Every morning I wake up and tidy each room in our house in case today is the day. I go through my list of things I need for the birth and make sure none of them were misplaced during the activity of the day before. I check and make sure the snacks I bought for when I go into labor were not eaten by little elves. Then I go about my day as usual. I'm sure this ritual will be repeated every day until Baby Snider is born.
I posed for this picture, looking all cute and perky at about 4 pm. That's about the latest in the day that I'm still comfortable. My hips tend to quit working after that, making it hard for me to waddle up and down the stairs. My already swollen feet start to ache.
And I tend to get pretty grumpy too. I hate the grumpy part the most. I don't like being irritable and it REALLY irritates me to have to try and be nice to people when I don't feel like it. Which is so odd - because usually I feel like it! More than one person has told me that this just tends to happen towards the end of pregnancy.
Right now I'm in bed with my feet propped up on top of two pillows and an ice pack. I'm wearing Silas's t-shirt and a pair of his underwear - the only clothing remotely comfortable for me to wear. Even my biggest maternity clothes don't really fit anymore and leave me feeling constricted. No pictures please. Soon. Soon I will not look like a large pumpkin.
For those of you looking for an actual due date - I don't really have one. I've been focusing on the space between the 15th and 20th of August as a very likely time frame. But I could easily go into labor this next week or hold off till the first of September. I'm trying not to get too hung up on any specific dates.

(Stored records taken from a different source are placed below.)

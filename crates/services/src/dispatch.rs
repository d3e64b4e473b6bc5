//! # Mention & Notification Dispatch
//!
//! Runs after a question, answer or comment has been stored. Failures here
//! are logged and swallowed: the content write has already succeeded and
//! is never rolled back.

use std::sync::Arc;

use chrono::Utc;
use uuid::Uuid;

use domains::mentions::extract_mentions;
use domains::{
    Identity, Mention, MentionRepo, Notification, NotificationKind, NotificationRepo, Result,
    SourceType, UserRepo,
};

/// Where a piece of freshly stored content lives and who wrote it.
#[derive(Debug, Clone)]
pub struct MentionSource<'a> {
    pub source_type: SourceType,
    pub source_id: Uuid,
    /// Id the notification points at (the parent answer for comments).
    pub reference_id: Uuid,
    pub link: String,
    pub author: &'a Identity,
    pub text: &'a str,
}

#[derive(Clone)]
pub struct MentionDispatcher {
    users: Arc<dyn UserRepo>,
    mentions: Arc<dyn MentionRepo>,
    notifications: Arc<dyn NotificationRepo>,
}

impl MentionDispatcher {
    pub fn new(
        users: Arc<dyn UserRepo>,
        mentions: Arc<dyn MentionRepo>,
        notifications: Arc<dyn NotificationRepo>,
    ) -> Self {
        Self {
            users,
            mentions,
            notifications,
        }
    }

    /// Records a Mention and a `mention` Notification for every resolvable
    /// `@username` in the text. Unknown names and self-mentions are
    /// skipped. Returns how many users were notified.
    pub async fn dispatch(&self, source: &MentionSource<'_>) -> Result<usize> {
        let mut notified = 0;

        for username in extract_mentions(source.text) {
            let Some(user) = self.users.find_user_by_username(&username).await? else {
                tracing::debug!(%username, "mention of unknown user ignored");
                continue;
            };
            if user.id == source.author.id {
                continue;
            }

            self.mentions
                .insert_mention(Mention {
                    id: Uuid::now_v7(),
                    source_type: source.source_type,
                    source_id: source.source_id,
                    mentioned_user_id: user.id,
                    by_user_id: source.author.id,
                    created_at: Utc::now(),
                })
                .await?;

            self.notifications
                .insert_notification(Notification::new(
                    user.id,
                    NotificationKind::Mention,
                    source.reference_id,
                    format!(
                        "{} mentioned you in {} {}.",
                        source.author.username,
                        article(source.source_type),
                        source.source_type.as_str()
                    ),
                    Some(source.link.clone()),
                ))
                .await?;

            notified += 1;
        }

        Ok(notified)
    }

    /// [`dispatch`](Self::dispatch), with failures logged instead of returned.
    pub async fn dispatch_logged(&self, source: &MentionSource<'_>) {
        match self.dispatch(source).await {
            Ok(0) => {}
            Ok(notified) => tracing::info!(
                source_type = source.source_type.as_str(),
                source_id = %source.source_id,
                notified,
                "mentions dispatched"
            ),
            Err(e) => tracing::warn!(
                source_type = source.source_type.as_str(),
                source_id = %source.source_id,
                error = %e,
                "mention dispatch failed; content kept"
            ),
        }
    }

    /// Tells a question owner that someone answered. Skipped for self-answers.
    pub async fn notify_answer_posted(
        &self,
        question_owner: Uuid,
        question_id: Uuid,
        answer_id: Uuid,
        author: &Identity,
    ) {
        if question_owner == author.id {
            return;
        }

        let notification = Notification::new(
            question_owner,
            NotificationKind::AnswerPosted,
            answer_id,
            format!("{} answered your question.", author.username),
            Some(format!("/question/{question_id}")),
        );
        if let Err(e) = self.notifications.insert_notification(notification).await {
            tracing::warn!(%answer_id, error = %e, "answer notification failed; answer kept");
        }
    }
}

fn article(source_type: SourceType) -> &'static str {
    match source_type {
        SourceType::Answer => "an",
        SourceType::Question | SourceType::Comment => "a",
    }
}

#[cfg(test)]
mod tests {
    use super::*;
    use domains::{AppError, MockMentionRepo, MockNotificationRepo, MockUserRepo, Role, User};

    fn identity(username: &str) -> Identity {
        Identity {
            id: Uuid::now_v7(),
            username: username.to_string(),
            email: format!("{username}@example.com"),
            role: Role::User,
        }
    }

    fn source<'a>(author: &'a Identity, text: &'a str, answer_id: Uuid) -> MentionSource<'a> {
        MentionSource {
            source_type: SourceType::Comment,
            source_id: Uuid::now_v7(),
            reference_id: answer_id,
            link: format!("/answer/{answer_id}"),
            author,
            text,
        }
    }

    #[tokio::test]
    async fn known_user_gets_one_mention_and_one_notification() {
        let author = identity("dave");
        let carol = User::new("carol".into(), "carol@example.com".into(), "h".into());
        let carol_id = carol.id;
        let answer_id = Uuid::now_v7();

        let mut users = MockUserRepo::new();
        users
            .expect_find_user_by_username()
            .withf(|name| name == "carol")
            .times(1)
            .returning(move |_| Ok(Some(carol.clone())));

        let mut mentions = MockMentionRepo::new();
        let author_id = author.id;
        mentions
            .expect_insert_mention()
            .withf(move |m| {
                m.mentioned_user_id == carol_id
                    && m.by_user_id == author_id
                    && m.source_type == SourceType::Comment
            })
            .times(1)
            .returning(|_| Ok(()));

        let mut notifications = MockNotificationRepo::new();
        notifications
            .expect_insert_notification()
            .withf(move |n| {
                n.recipient_id == carol_id
                    && n.kind == NotificationKind::Mention
                    && n.reference_id == answer_id
                    && n.message.contains("dave")
                    && n.link.as_deref() == Some(format!("/answer/{answer_id}").as_str())
            })
            .times(1)
            .returning(|_| Ok(()));

        let dispatcher =
            MentionDispatcher::new(Arc::new(users), Arc::new(mentions), Arc::new(notifications));
        let notified = dispatcher
            .dispatch(&source(&author, "@carol nice!", answer_id))
            .await
            .unwrap();

        assert_eq!(notified, 1);
    }

    #[tokio::test]
    async fn unknown_user_is_silently_ignored() {
        let author = identity("dave");
        let mut users = MockUserRepo::new();
        users.expect_find_user_by_username().returning(|_| Ok(None));

        // No expectations: any insert would panic.
        let dispatcher = MentionDispatcher::new(
            Arc::new(users),
            Arc::new(MockMentionRepo::new()),
            Arc::new(MockNotificationRepo::new()),
        );
        let notified = dispatcher
            .dispatch(&source(&author, "@carol nice!", Uuid::now_v7()))
            .await
            .unwrap();

        assert_eq!(notified, 0);
    }

    #[tokio::test]
    async fn self_mentions_are_skipped() {
        let me = User::new("dave".into(), "dave@example.com".into(), "h".into());
        let author = Identity::from(&me);
        let mut users = MockUserRepo::new();
        users
            .expect_find_user_by_username()
            .returning(move |_| Ok(Some(me.clone())));

        let dispatcher = MentionDispatcher::new(
            Arc::new(users),
            Arc::new(MockMentionRepo::new()),
            Arc::new(MockNotificationRepo::new()),
        );
        let notified = dispatcher
            .dispatch(&source(&author, "note to self @dave", Uuid::now_v7()))
            .await
            .unwrap();

        assert_eq!(notified, 0);
    }

    #[tokio::test]
    async fn logged_dispatch_swallows_store_errors() {
        let author = identity("dave");
        let mut users = MockUserRepo::new();
        users
            .expect_find_user_by_username()
            .returning(|_| Err(AppError::Internal("store down".into())));

        let dispatcher = MentionDispatcher::new(
            Arc::new(users),
            Arc::new(MockMentionRepo::new()),
            Arc::new(MockNotificationRepo::new()),
        );

        // Completes without panicking or propagating.
        dispatcher
            .dispatch_logged(&source(&author, "@carol", Uuid::now_v7()))
            .await;
    }

    #[tokio::test]
    async fn answer_notification_skips_self_answers() {
        let author = identity("dave");
        let dispatcher = MentionDispatcher::new(
            Arc::new(MockUserRepo::new()),
            Arc::new(MockMentionRepo::new()),
            Arc::new(MockNotificationRepo::new()),
        );

        dispatcher
            .notify_answer_posted(author.id, Uuid::now_v7(), Uuid::now_v7(), &author)
            .await;
    }
}
use axum::body::Bytes;
use axum::extract::State;
use axum::http::StatusCode;
use axum::Json;
use axum_extra::extract::cookie::CookieJar;
use serde::{Deserialize, Serialize};

use domains::{AppError, Identity};
use services::{Registration, Session};

use crate::web::error::{ApiJson, ApiResult};
use crate::web::handlers::MessageResponse;
use crate::web::session::{CurrentUser, TOKEN_COOKIE};
use crate::web::AppState;

#[derive(Debug, Deserialize)]
pub struct RegisterRequest {
    #[serde(default)]
    pub username: String,
    #[serde(default)]
    pub email: String,
    #[serde(default)]
    pub password: String,
}

#[derive(Debug, Default, Deserialize)]
pub struct LoginRequest {
    #[serde(default)]
    pub email: String,
    #[serde(default)]
    pub password: String,
}

#[derive(Debug, Serialize)]
pub struct SessionResponse {
    pub message: &'static str,
    pub user: Identity,
}

#[derive(Debug, Serialize)]
pub struct MeResponse {
    pub user: Identity,
}

pub async fn register(
    State(state): State<AppState>,
    jar: CookieJar,
    ApiJson(body): ApiJson<RegisterRequest>,
) -> ApiResult<(StatusCode, CookieJar, Json<SessionResponse>)> {
    let Session { identity, token } = state
        .services
        .auth
        .register(Registration {
            username: body.username,
            email: body.email,
            password: body.password,
        })
        .await?;

    Ok((
        StatusCode::CREATED,
        jar.add(state.cookies.session_cookie(token)),
        Json(SessionResponse {
            message: "User registered and logged in",
            user: identity,
        }),
    ))
}

/// A still-valid cookie logs the caller in without reading the body.
pub async fn login(
    State(state): State<AppState>,
    jar: CookieJar,
    body: Bytes,
) -> ApiResult<(CookieJar, Json<SessionResponse>)> {
    if let Some(token) = jar.get(TOKEN_COOKIE).map(|c| c.value().to_string()) {
        if let Ok(identity) = state.services.auth.authenticate(Some(&token)).await {
            return Ok((
                jar,
                Json(SessionResponse {
                    message: "User logged in via cookie",
                    user: identity,
                }),
            ));
        }
    }

    let credentials: LoginRequest = if body.is_empty() {
        LoginRequest::default()
    } else {
        serde_json::from_slice(&body)
            .map_err(|e| AppError::ValidationError(format!("Invalid JSON body: {e}")))?
    };

    let Session { identity, token } = state
        .services
        .auth
        .login(&credentials.email, &credentials.password)
        .await?;

    Ok((
        jar.add(state.cookies.session_cookie(token)),
        Json(SessionResponse {
            message: "Login successful",
            user: identity,
        }),
    ))
}

pub async fn logout(State(state): State<AppState>, jar: CookieJar) -> (CookieJar, Json<MessageResponse>) {
    (
        state.cookies.cleared(jar),
        Json(MessageResponse {
            message: "Logged out successfully",
        }),
    )
}

pub async fn me(CurrentUser(user): CurrentUser) -> Json<MeResponse> {
    Json(MeResponse { user })
}
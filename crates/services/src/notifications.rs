//! # Notification Service
//!
//! Read side of the inbox. Notifications are only ever written by the
//! dispatcher.

use std::sync::Arc;

use uuid::Uuid;

use domains::{AppError, Identity, NotificationRepo, Result};

use crate::views::NotificationView;

#[derive(Clone)]
pub struct NotificationService {
    notifications: Arc<dyn NotificationRepo>,
}

impl NotificationService {
    pub fn new(notifications: Arc<dyn NotificationRepo>) -> Self {
        Self { notifications }
    }

    /// The caller's notifications, newest first.
    pub async fn list(&self, caller: &Identity) -> Result<Vec<NotificationView>> {
        let notifications = self.notifications.list_notifications_for(caller.id).await?;
        Ok(notifications.into_iter().map(NotificationView::from).collect())
    }

    /// Someone else's notification is reported as missing.
    pub async fn mark_read(&self, caller: &Identity, id: Uuid) -> Result<()> {
        if self.notifications.mark_notification_read(id, caller.id).await? {
            Ok(())
        } else {
            Err(AppError::not_found("Notification", id))
        }
    }

    pub async fn mark_all_read(&self, caller: &Identity) -> Result<u64> {
        let updated = self.notifications.mark_all_notifications_read(caller.id).await?;
        tracing::debug!(user_id = %caller.id, updated, "notifications marked read");
        Ok(updated)
    }
}

#[cfg(test)]
mod tests {
    use super::*;
    use domains::{MockNotificationRepo, Role};

    fn caller() -> Identity {
        Identity {
            id: Uuid::now_v7(),
            username: "carol".into(),
            email: "carol@example.com".into(),
            role: Role::User,
        }
    }

    #[tokio::test]
    async fn foreign_notification_is_not_found() {
        let mut repo = MockNotificationRepo::new();
        repo.expect_mark_notification_read().returning(|_, _| Ok(false));

        let err = NotificationService::new(Arc::new(repo))
            .mark_read(&caller(), Uuid::now_v7())
            .await
            .unwrap_err();

        assert_eq!(err.public_message(), "Notification not found");
    }

    #[tokio::test]
    async fn mark_all_reports_count() {
        let me = caller();
        let id = me.id;
        let mut repo = MockNotificationRepo::new();
        repo.expect_mark_all_notifications_read()
            .withf(move |recipient| *recipient == id)
            .returning(|_| Ok(3));

        let updated = NotificationService::new(Arc::new(repo))
            .mark_all_read(&me)
            .await
            .unwrap();

        assert_eq!(updated, 3);
    }
}
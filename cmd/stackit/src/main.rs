//! # StackIt Binary
//!
//! Loads configuration, connects PostgreSQL, wires the services and
//! serves the HTTP API until SIGINT or SIGTERM.

use std::sync::Arc;

use anyhow::Context;
use secrecy::ExposeSecret;
use tokio::net::TcpListener;
use tracing_subscriber::EnvFilter;

use api_adapters::{router, AppState, CookieSettings};
use auth_adapters::{Argon2Hasher, JwtSessionTokens};
use configs::{AppConfig, LogFormat};
use services::{Repositories, Services};
use storage_adapters::PgStore;

#[tokio::main]
async fn main() -> anyhow::Result<()> {
    let config = AppConfig::load().context("loading configuration")?;
    init_tracing(config.log.format);

    let store = PgStore::connect(&config.database.url, config.database.max_connections)
        .await
        .context("connecting to PostgreSQL")?;
    store.run_migrations().await.context("running migrations")?;

    let tokens = JwtSessionTokens::new(
        config.auth.jwt_secret.expose_secret().as_bytes(),
        chrono::Duration::hours(config.auth.token_ttl_hours),
    );
    let services = Services::new(
        Repositories::from_store(Arc::new(store)),
        Arc::new(Argon2Hasher::new()),
        Arc::new(tokens),
    );
    let state = AppState::new(
        services,
        CookieSettings {
            ttl_hours: config.auth.token_ttl_hours,
            secure: config.auth.secure_cookie,
        },
    );

    let addr = config.server.addr()?;
    let listener = TcpListener::bind(addr)
        .await
        .with_context(|| format!("binding {addr}"))?;
    tracing::info!(%addr, "stackit listening");

    axum::serve(listener, router(state))
        .with_graceful_shutdown(shutdown_signal())
        .await?;

    tracing::info!("stackit stopped");
    Ok(())
}

fn init_tracing(format: LogFormat) {
    let filter = EnvFilter::try_from_default_env().unwrap_or_else(|_| EnvFilter::new("info"));
    let builder = tracing_subscriber::fmt().with_env_filter(filter);
    match format {
        LogFormat::Json => builder.json().init(),
        LogFormat::Plain => builder.init(),
    }
}

async fn shutdown_signal() {
    let ctrl_c = async {
        if let Err(e) = tokio::signal::ctrl_c().await {
            tracing::warn!(error = %e, "failed to listen for Ctrl-C");
        }
    };

    #[cfg(unix)]
    let terminate = async {
        use tokio::signal::unix::{signal, SignalKind};
        match signal(SignalKind::terminate()) {
            Ok(mut term) => {
                term.recv().await;
            }
            Err(e) => {
                tracing::warn!(error = %e, "failed to install SIGTERM handler");
                std::future::pending::<()>().await;
            }
        }
    };
    #[cfg(not(unix))]
    let terminate = std::future::pending::<()>();

    tokio::select! {
        () = ctrl_c => {},
        () = terminate => {},
    }
    tracing::info!("shutdown requested");
}
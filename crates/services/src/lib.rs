//! crates/services/src/lib.rs
//!
//! Use cases for StackIt. Services depend only on the ports in `domains`,
//! so the same code runs over PostgreSQL in production and the in-memory
//! store in tests.

use std::sync::Arc;

use domains::{
    AnswerRepo, CommentRepo, CredentialHasher, MentionRepo, NotificationRepo, QuestionRepo,
    SessionTokens, TagRepo, UserRepo, VoteLedger,
};

pub mod answers;
pub mod auth;
pub mod comments;
pub mod dispatch;
pub mod notifications;
pub mod questions;
pub mod views;
pub mod votes;

pub use answers::AnswerService;
pub use auth::{AuthService, Registration, Session};
pub use comments::CommentService;
pub use dispatch::{MentionDispatcher, MentionSource};
pub use notifications::NotificationService;
pub use questions::{NewQuestion, QuestionService, QuestionUpdate};
pub use views::Presenter;
pub use votes::VoteService;

/// Handles to every storage port.
#[derive(Clone)]
pub struct Repositories {
    pub users: Arc<dyn UserRepo>,
    pub tags: Arc<dyn TagRepo>,
    pub questions: Arc<dyn QuestionRepo>,
    pub answers: Arc<dyn AnswerRepo>,
    pub comments: Arc<dyn CommentRepo>,
    pub votes: Arc<dyn VoteLedger>,
    pub mentions: Arc<dyn MentionRepo>,
    pub notifications: Arc<dyn NotificationRepo>,
}

impl Repositories {
    /// Uses one store for every port.
    pub fn from_store<S>(store: Arc<S>) -> Self
    where
        S: UserRepo
            + TagRepo
            + QuestionRepo
            + AnswerRepo
            + CommentRepo
            + VoteLedger
            + MentionRepo
            + NotificationRepo
            + 'static,
    {
        Self {
            users: store.clone(),
            tags: store.clone(),
            questions: store.clone(),
            answers: store.clone(),
            comments: store.clone(),
            votes: store.clone(),
            mentions: store.clone(),
            notifications: store,
        }
    }
}

/// Every service, wired once at startup.
#[derive(Clone)]
pub struct Services {
    pub auth: AuthService,
    pub questions: QuestionService,
    pub answers: AnswerService,
    pub comments: CommentService,
    pub votes: VoteService,
    pub notifications: NotificationService,
}

impl Services {
    pub fn new(
        repos: Repositories,
        hasher: Arc<dyn CredentialHasher>,
        tokens: Arc<dyn SessionTokens>,
    ) -> Self {
        let presenter = Presenter::new(repos.users.clone(), repos.tags.clone());
        let dispatcher = MentionDispatcher::new(
            repos.users.clone(),
            repos.mentions.clone(),
            repos.notifications.clone(),
        );

        Self {
            auth: AuthService::new(repos.users.clone(), hasher, tokens),
            questions: QuestionService::new(
                repos.questions.clone(),
                repos.answers.clone(),
                repos.comments.clone(),
                repos.tags.clone(),
                presenter.clone(),
                dispatcher.clone(),
            ),
            answers: AnswerService::new(
                repos.answers.clone(),
                repos.questions.clone(),
                presenter.clone(),
                dispatcher.clone(),
            ),
            comments: CommentService::new(
                repos.comments.clone(),
                repos.answers.clone(),
                presenter,
                dispatcher,
            ),
            votes: VoteService::new(repos.votes),
            notifications: NotificationService::new(repos.notifications),
        }
    }
}
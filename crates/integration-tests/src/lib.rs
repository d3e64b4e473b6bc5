//! Test harness: the real router over the in-memory store, real Argon2
//! hashing and real JWT sessions.
#![cfg(feature = "web-axum")]

use std::sync::Arc;

use axum::body::{to_bytes, Body};
use axum::http::{header, Method, Request, StatusCode};
use axum::Router;
use serde_json::Value;
use tower::ServiceExt;
use uuid::Uuid;

use api_adapters::{router, AppState, CookieSettings};
use auth_adapters::{Argon2Hasher, JwtSessionTokens};
use domains::{Identity, Role, SessionTokens, UserRepo};
use services::{Repositories, Services};
use storage_adapters::InMemoryStore;

pub const TEST_SECRET: &[u8] = b"integration-test-secret";

pub struct TestApp {
    pub router: Router,
    pub store: Arc<InMemoryStore>,
}

#[derive(Debug)]
pub struct TestResponse {
    pub status: StatusCode,
    pub body: Value,
    /// `token=...` pair from `Set-Cookie`, if any.
    pub cookie: Option<String>,
    pub raw_set_cookie: Option<String>,
}

impl TestResponse {
    pub fn error(&self) -> &str {
        self.body["error"].as_str().unwrap_or_default()
    }
}

impl Default for TestApp {
    fn default() -> Self {
        Self::new()
    }
}

impl TestApp {
    pub fn new() -> Self {
        let store = Arc::new(InMemoryStore::new());
        let services = Services::new(
            Repositories::from_store(store.clone()),
            Arc::new(Argon2Hasher::new()),
            Arc::new(JwtSessionTokens::new(TEST_SECRET, chrono::Duration::hours(24))),
        );
        let state = AppState::new(
            services,
            CookieSettings {
                ttl_hours: 24,
                secure: false,
            },
        );

        Self {
            router: router(state),
            store,
        }
    }

    pub async fn request(
        &self,
        method: Method,
        uri: &str,
        body: Option<Value>,
        cookie: Option<&str>,
    ) -> TestResponse {
        let mut builder = Request::builder().method(method).uri(uri);
        if let Some(cookie) = cookie {
            builder = builder.header(header::COOKIE, cookie);
        }
        let request = match body {
            Some(json) => builder
                .header(header::CONTENT_TYPE, "application/json")
                .body(Body::from(json.to_string()))
                .unwrap(),
            None => builder.body(Body::empty()).unwrap(),
        };

        let response = self.router.clone().oneshot(request).await.unwrap();
        let status = response.status();
        let raw_set_cookie = response
            .headers()
            .get(header::SET_COOKIE)
            .and_then(|v| v.to_str().ok())
            .map(str::to_string);
        let cookie = raw_set_cookie
            .as_deref()
            .and_then(|v| v.split(';').next())
            .map(str::to_string);

        let bytes = to_bytes(response.into_body(), usize::MAX).await.unwrap();
        let body = serde_json::from_slice(&bytes)
            .unwrap_or_else(|_| Value::String(String::from_utf8_lossy(&bytes).into_owned()));

        TestResponse {
            status,
            body,
            cookie,
            raw_set_cookie,
        }
    }

    pub async fn get(&self, uri: &str, cookie: &str) -> TestResponse {
        self.request(Method::GET, uri, None, Some(cookie)).await
    }

    pub async fn post(&self, uri: &str, body: Value, cookie: &str) -> TestResponse {
        self.request(Method::POST, uri, Some(body), Some(cookie)).await
    }

    /// Registers `username` and returns its session cookie.
    pub async fn register(&self, username: &str) -> String {
        let response = self
            .request(
                Method::POST,
                "/auth/register",
                Some(serde_json::json!({
                    "username": username,
                    "email": format!("{username}@example.com"),
                    "password": "password123",
                })),
                None,
            )
            .await;
        assert_eq!(response.status, StatusCode::CREATED, "{:?}", response.body);
        response.cookie.expect("register sets a cookie")
    }

    pub async fn user_id(&self, username: &str) -> Uuid {
        self.store
            .find_user_by_username(username)
            .await
            .unwrap()
            .expect("user exists")
            .id
    }

    /// Promotes a registered user to admin. Existing cookies pick the
    /// new role up on their next request.
    pub async fn make_admin(&self, username: &str) {
        let id = self.user_id(username).await;
        assert!(self.store.set_role(id, Role::Admin));
    }

    /// A correctly signed token that expired an hour ago.
    pub fn expired_cookie(&self, identity: &Identity) -> String {
        let issuer = JwtSessionTokens::new(TEST_SECRET, chrono::Duration::hours(-1));
        format!("token={}", issuer.issue_token(identity).unwrap())
    }

    /// A token signed with someone else's key.
    pub fn forged_cookie(&self, identity: &Identity) -> String {
        let issuer = JwtSessionTokens::new(b"not-our-secret", chrono::Duration::hours(1));
        format!("token={}", issuer.issue_token(identity).unwrap())
    }
}
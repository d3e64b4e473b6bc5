//! # AppError
//!
//! Centralized error handling for the StackIt services.
//! Maps domain-specific failures to actionable error types.

use thiserror::Error;

/// The primary error type for all domain and service operations.
#[derive(Error, Debug)]
pub enum AppError {
    /// Resource not found (e.g., Question, Answer, Comment)
    #[error("{0} not found with ID {1}")]
    NotFound(String, String),

    /// Validation failure (e.g., empty title, malformed payload)
    #[error("validation error: {0}")]
    ValidationError(String),

    /// No usable session, or the session no longer maps to a user
    #[error("unauthorized: {0}")]
    Unauthorized(String),

    /// Authenticated, but not allowed to touch this resource
    #[error("forbidden: {0}")]
    Forbidden(String),

    /// Infrastructure failure (e.g., DB down, hashing failure)
    #[error("internal service error: {0}")]
    Internal(String),

    /// Resource already exists (e.g., duplicate username)
    #[error("conflict: {0}")]
    Conflict(String),
}

impl AppError {
    pub fn not_found(entity: &str, id: impl ToString) -> Self {
        Self::NotFound(entity.to_string(), id.to_string())
    }

    /// The message shown to API clients.
    ///
    /// Internal failures are collapsed to a fixed string so store errors
    /// never leak out of the process.
    pub fn public_message(&self) -> String {
        match self {
            Self::NotFound(entity, _) => format!("{entity} not found"),
            Self::ValidationError(msg)
            | Self::Unauthorized(msg)
            | Self::Forbidden(msg)
            | Self::Conflict(msg) => msg.clone(),
            Self::Internal(_) => "Server error".to_string(),
        }
    }
}

/// Why a session token was rejected.
///
/// Each cause carries its own client-facing message so callers can tell
/// an expired session from a forged one.
#[derive(Error, Debug, Clone, Copy, PartialEq, Eq)]
pub enum TokenError {
    #[error("Access denied. No token provided.")]
    Missing,

    #[error("Invalid token.")]
    Invalid,

    #[error("Token expired.")]
    Expired,
}

impl From<TokenError> for AppError {
    fn from(err: TokenError) -> Self {
        Self::Unauthorized(err.to_string())
    }
}

/// A specialized Result type for StackIt logic.
pub type Result<T> = std::result::Result<T, AppError>;
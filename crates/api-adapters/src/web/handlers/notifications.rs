use axum::extract::State;
use axum::Json;
use serde::Serialize;
use uuid::Uuid;

use services::views::NotificationView;

use crate::web::error::{ApiPath, ApiResult};
use crate::web::handlers::MessageResponse;
use crate::web::session::CurrentUser;
use crate::web::AppState;

#[derive(Debug, Serialize)]
pub struct MarkAllResponse {
    pub message: &'static str,
    pub updated: u64,
}

pub async fn list(
    State(state): State<AppState>,
    CurrentUser(user): CurrentUser,
) -> ApiResult<Json<Vec<NotificationView>>> {
    Ok(Json(state.services.notifications.list(&user).await?))
}

pub async fn mark_read(
    State(state): State<AppState>,
    CurrentUser(user): CurrentUser,
    ApiPath(id): ApiPath<Uuid>,
) -> ApiResult<Json<MessageResponse>> {
    state.services.notifications.mark_read(&user, id).await?;
    Ok(Json(MessageResponse {
        message: "Notification marked as read",
    }))
}

pub async fn mark_all_read(
    State(state): State<AppState>,
    CurrentUser(user): CurrentUser,
) -> ApiResult<Json<MarkAllResponse>> {
    let updated = state.services.notifications.mark_all_read(&user).await?;
    Ok(Json(MarkAllResponse {
        message: "All notifications marked as read",
        updated,
    }))
}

Sometimes I think Baby Snider is very ready to come out and other times I'm not so sure. Mostly Baby Snider sleeps - but when he/she wakes up... yeah... I feel it. The child is getting very cramped in there and makes it very known to Mommy. Sometimes I just sit in bed and watch my belly go up and down in waves. I try to imagine what Baby Snider looks like, all curled up in there. Soon I won't have to imagine anymore.